(Given records)

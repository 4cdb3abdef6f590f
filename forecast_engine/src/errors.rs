use std::path::PathBuf;

use market_data_ingestor::models::bar_series::InvalidBarError;
use thiserror::Error;

/// Everything that can stop a single forecast run.
///
/// All variants are terminal for the invocation; nothing is retried internally.
#[derive(Debug, Error)]
pub enum ForecastError {
    /// Too few bars survive feature construction to fit and evaluate a model.
    #[error("insufficient history: {rows} usable rows, at least {min_rows} required")]
    InsufficientHistory { rows: usize, min_rows: usize },

    /// The regression could not produce usable coefficients or scores.
    #[error("degenerate fit: {0}")]
    DegenerateFit(String),

    #[error("invalid bar series: {0}")]
    InvalidBar(#[from] InvalidBarError),

    #[error("dimension mismatch: expected {expected}, got {got}")]
    DimensionMismatch { expected: usize, got: usize },

    #[error(transparent)]
    Config(#[from] ConfigError),
}

/// Errors raised while loading or checking a [`ForecastConfig`](crate::config::ForecastConfig).
#[derive(Debug, Error)]
pub enum ConfigError {
    #[error("failed to read config file {}: {source}", path.display())]
    Io {
        path: PathBuf,
        #[source]
        source: std::io::Error,
    },

    #[error("failed to parse config TOML: {0}")]
    Parse(#[from] toml::de::Error),

    #[error("invalid config: {0}")]
    Invalid(String),
}
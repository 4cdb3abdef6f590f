//! Regression strategies.
//!
//! [`Regressor`] is the seam between the pipeline and a concrete model. The
//! only implementor here is [`NormalEquation`], ordinary least squares solved
//! in closed form:
//!
//! ```text
//! Xb = [1 | X]
//! θ  = pinv(Xbᵀ Xb) · Xbᵀ · y
//! ```
//!
//! The pseudo-inverse is taken through an SVD with a relative cutoff, so
//! perfectly collinear inputs (lags and moving averages of a trending series
//! are, very nearly) still produce the minimum-norm least-squares solution
//! instead of failing.

use nalgebra::{DMatrix, DVector};

use crate::{config::PredictionConfig, errors::ForecastError};

/// Singular values at or below `rcond * σ_max` are treated as zero.
pub const DEFAULT_RCOND: f64 = 1e-12;
pub const DEFAULT_MAX_SVD_ITERATIONS: usize = 10_000;

pub trait Regressor {
    /// Fitted state produced by [`Regressor::fit`].
    type Params;

    /// Name reported next to the prediction.
    fn model_type(&self) -> &'static str;

    fn fit(&self, x: &DMatrix<f64>, y: &DVector<f64>) -> Result<Self::Params, ForecastError>;

    /// Predicts one row of raw features.
    fn predict(&self, params: &Self::Params, x: &[f64]) -> Result<f64, ForecastError>;

    /// Root mean squared error of [`Regressor::predict`] over the rows of `x`.
    fn evaluate(
        &self,
        params: &Self::Params,
        x: &DMatrix<f64>,
        y: &DVector<f64>,
    ) -> Result<f64, ForecastError> {
        if x.nrows() != y.len() {
            return Err(ForecastError::DimensionMismatch {
                expected: x.nrows(),
                got: y.len(),
            });
        }
        if x.nrows() == 0 {
            return Err(ForecastError::DegenerateFit(
                "evaluation set is empty".to_string(),
            ));
        }
        let predicted = x
            .row_iter()
            .map(|row| {
                let features: Vec<f64> = row.iter().copied().collect();
                self.predict(params, &features)
            })
            .collect::<Result<Vec<f64>, _>>()?;
        Ok(rmse(&predicted, y.as_slice()))
    }
}

/// `sqrt(mean((p - a)²))`. Callers guarantee equal, non-zero lengths.
pub fn rmse(predicted: &[f64], actual: &[f64]) -> f64 {
    let mse = predicted
        .iter()
        .zip(actual)
        .map(|(p, a)| (p - a).powi(2))
        .sum::<f64>()
        / predicted.len() as f64;
    mse.sqrt()
}

/// Coefficients `[bias, w_1..w_k]` of a linear fit.
#[derive(Debug, Clone, PartialEq)]
pub struct Theta(DVector<f64>);

impl Theta {
    pub fn intercept(&self) -> f64 {
        self.0[0]
    }

    pub fn weights(&self) -> &[f64] {
        &self.0.as_slice()[1..]
    }

    /// Number of coefficients, bias included.
    pub fn len(&self) -> usize {
        self.0.len()
    }

    pub fn is_empty(&self) -> bool {
        self.0.is_empty()
    }
}

/// Ordinary least squares through the normal equation.
#[derive(Debug, Clone, PartialEq)]
pub struct NormalEquation {
    pub clamp_non_negative: bool,
    pub rcond: f64,
    pub max_svd_iterations: usize,
}

impl Default for NormalEquation {
    fn default() -> Self {
        Self {
            clamp_non_negative: true,
            rcond: DEFAULT_RCOND,
            max_svd_iterations: DEFAULT_MAX_SVD_ITERATIONS,
        }
    }
}

impl From<&PredictionConfig> for NormalEquation {
    fn from(cfg: &PredictionConfig) -> Self {
        Self {
            clamp_non_negative: cfg.clamp_non_negative,
            ..Default::default()
        }
    }
}

/// Moore-Penrose pseudo-inverse with a cutoff relative to the largest singular value.
pub fn pseudo_inverse(
    m: DMatrix<f64>,
    rcond: f64,
    max_iterations: usize,
) -> Result<DMatrix<f64>, ForecastError> {
    let svd = m
        .try_svd(true, true, f64::EPSILON, max_iterations)
        .ok_or_else(|| {
            ForecastError::DegenerateFit(format!(
                "SVD did not converge within {max_iterations} iterations"
            ))
        })?;
    let sigma_max = svd.singular_values.max();
    if !sigma_max.is_finite() {
        return Err(ForecastError::DegenerateFit(
            "non-finite singular value".to_string(),
        ));
    }
    svd.pseudo_inverse(rcond * sigma_max)
        .map_err(|e| ForecastError::DegenerateFit(e.to_string()))
}

impl Regressor for NormalEquation {
    type Params = Theta;

    fn model_type(&self) -> &'static str {
        "LinearRegression"
    }

    fn fit(&self, x: &DMatrix<f64>, y: &DVector<f64>) -> Result<Theta, ForecastError> {
        if x.nrows() != y.len() {
            return Err(ForecastError::DimensionMismatch {
                expected: x.nrows(),
                got: y.len(),
            });
        }
        if x.nrows() == 0 {
            return Err(ForecastError::DegenerateFit(
                "training set is empty".to_string(),
            ));
        }
        if x.iter().chain(y.iter()).any(|v| !v.is_finite()) {
            return Err(ForecastError::DegenerateFit(
                "training data contains non-finite values".to_string(),
            ));
        }

        let xb = x.clone().insert_column(0, 1.0);
        let xt = xb.transpose();
        let xtx_pinv = pseudo_inverse(&xt * &xb, self.rcond, self.max_svd_iterations)?;
        let theta = xtx_pinv * (xt * y);

        if theta.iter().any(|v| !v.is_finite()) {
            return Err(ForecastError::DegenerateFit(
                "coefficients are not finite".to_string(),
            ));
        }
        Ok(Theta(theta))
    }

    fn predict(&self, params: &Theta, x: &[f64]) -> Result<f64, ForecastError> {
        let weights = params.weights();
        if x.len() != weights.len() {
            return Err(ForecastError::DimensionMismatch {
                expected: weights.len(),
                got: x.len(),
            });
        }
        let raw = params.intercept() + weights.iter().zip(x).map(|(w, v)| w * v).sum::<f64>();
        Ok(if self.clamp_non_negative {
            raw.max(0.0)
        } else {
            raw
        })
    }
}
use serde::{Deserialize, Serialize};

use crate::models::request_params::BarsRequest;

/// Alpaca caps a single page at 10 000 bars.
pub const MAX_PAGE_LIMIT: u32 = 10_000;

/// Specifies the corporate action adjustment for stock data.
#[derive(Clone, Copy, Debug, PartialEq, Eq, Serialize, Deserialize, Default)]
#[serde(rename_all = "snake_case")]
pub enum Adjustment {
    Raw,
    Split,
    Dividend,
    #[default]
    All,
}

/// Specifies the source feed for stock data.
#[derive(Clone, Copy, Debug, PartialEq, Eq, Serialize, Deserialize, Default)]
#[serde(rename_all = "snake_case")]
pub enum Feed {
    Sip,
    #[default]
    Iex,
    Otc,
}

/// Specifies the sort order for the bars.
#[derive(Clone, Copy, Debug, PartialEq, Eq, Serialize, Deserialize, Default)]
#[serde(rename_all = "snake_case")]
pub enum Sort {
    #[default]
    Asc,
    Desc,
}

/// Alpaca-specific knobs for a daily bars request.
///
/// The defaults give fully adjusted prices from the free IEX feed, oldest first.
#[derive(Clone, Debug, Serialize, Deserialize)]
pub struct AlpacaBarsParams {
    pub adjustment: Adjustment,
    pub feed: Feed,
    pub limit: u32,
    pub sort: Sort,
}

impl Default for AlpacaBarsParams {
    fn default() -> Self {
        Self {
            adjustment: Adjustment::default(),
            feed: Feed::default(),
            limit: MAX_PAGE_LIMIT,
            sort: Sort::default(),
        }
    }
}

fn as_query_value<T: Serialize>(value: &T) -> String {
    // unit variants serialize to a bare JSON string
    serde_json::to_value(value)
        .ok()
        .and_then(|v| v.as_str().map(str::to_owned))
        .unwrap_or_default()
}

/// Builds the query string for `GET /v2/stocks/{symbol}/bars`.
pub fn construct_params(request: &BarsRequest, params: &AlpacaBarsParams) -> Vec<(String, String)> {
    vec![
        ("timeframe".to_string(), "1Day".to_string()),
        ("start".to_string(), request.start.format("%Y-%m-%d").to_string()),
        ("end".to_string(), request.end.format("%Y-%m-%d").to_string()),
        ("adjustment".to_string(), as_query_value(&params.adjustment)),
        ("feed".to_string(), as_query_value(&params.feed)),
        ("limit".to_string(), params.limit.min(MAX_PAGE_LIMIT).to_string()),
        ("sort".to_string(), as_query_value(&params.sort)),
    ]
}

(End Given records)

**What is being asked**
Look back at the data above. Transcribe exactly the lines starting at the line that contains "Ok(Theta(theta))" and ending at the line that contains "adjustment for stock data.".

**Expected answer**
        Ok(Theta(theta))
    }

    fn predict(&self, params: &Theta, x: &[f64]) -> Result<f64, ForecastError> {
        let weights = params.weights();
        if x.len() != weights.len() {
            return Err(ForecastError::DimensionMismatch {
                expected: weights.len(),
                got: x.len(),
            });
        }
        let raw = params.intercept() + weights.iter().zip(x).map(|(w, v)| w * v).sum::<f64>();
        Ok(if self.clamp_non_negative {
            raw.max(0.0)
        } else {
            raw
        })
    }
}
use serde::{Deserialize, Serialize};

use crate::models::request_params::BarsRequest;

/// Alpaca caps a single page at 10 000 bars.
pub const MAX_PAGE_LIMIT: u32 = 10_000;

/// Specifies the corporate action adjustment for stock data.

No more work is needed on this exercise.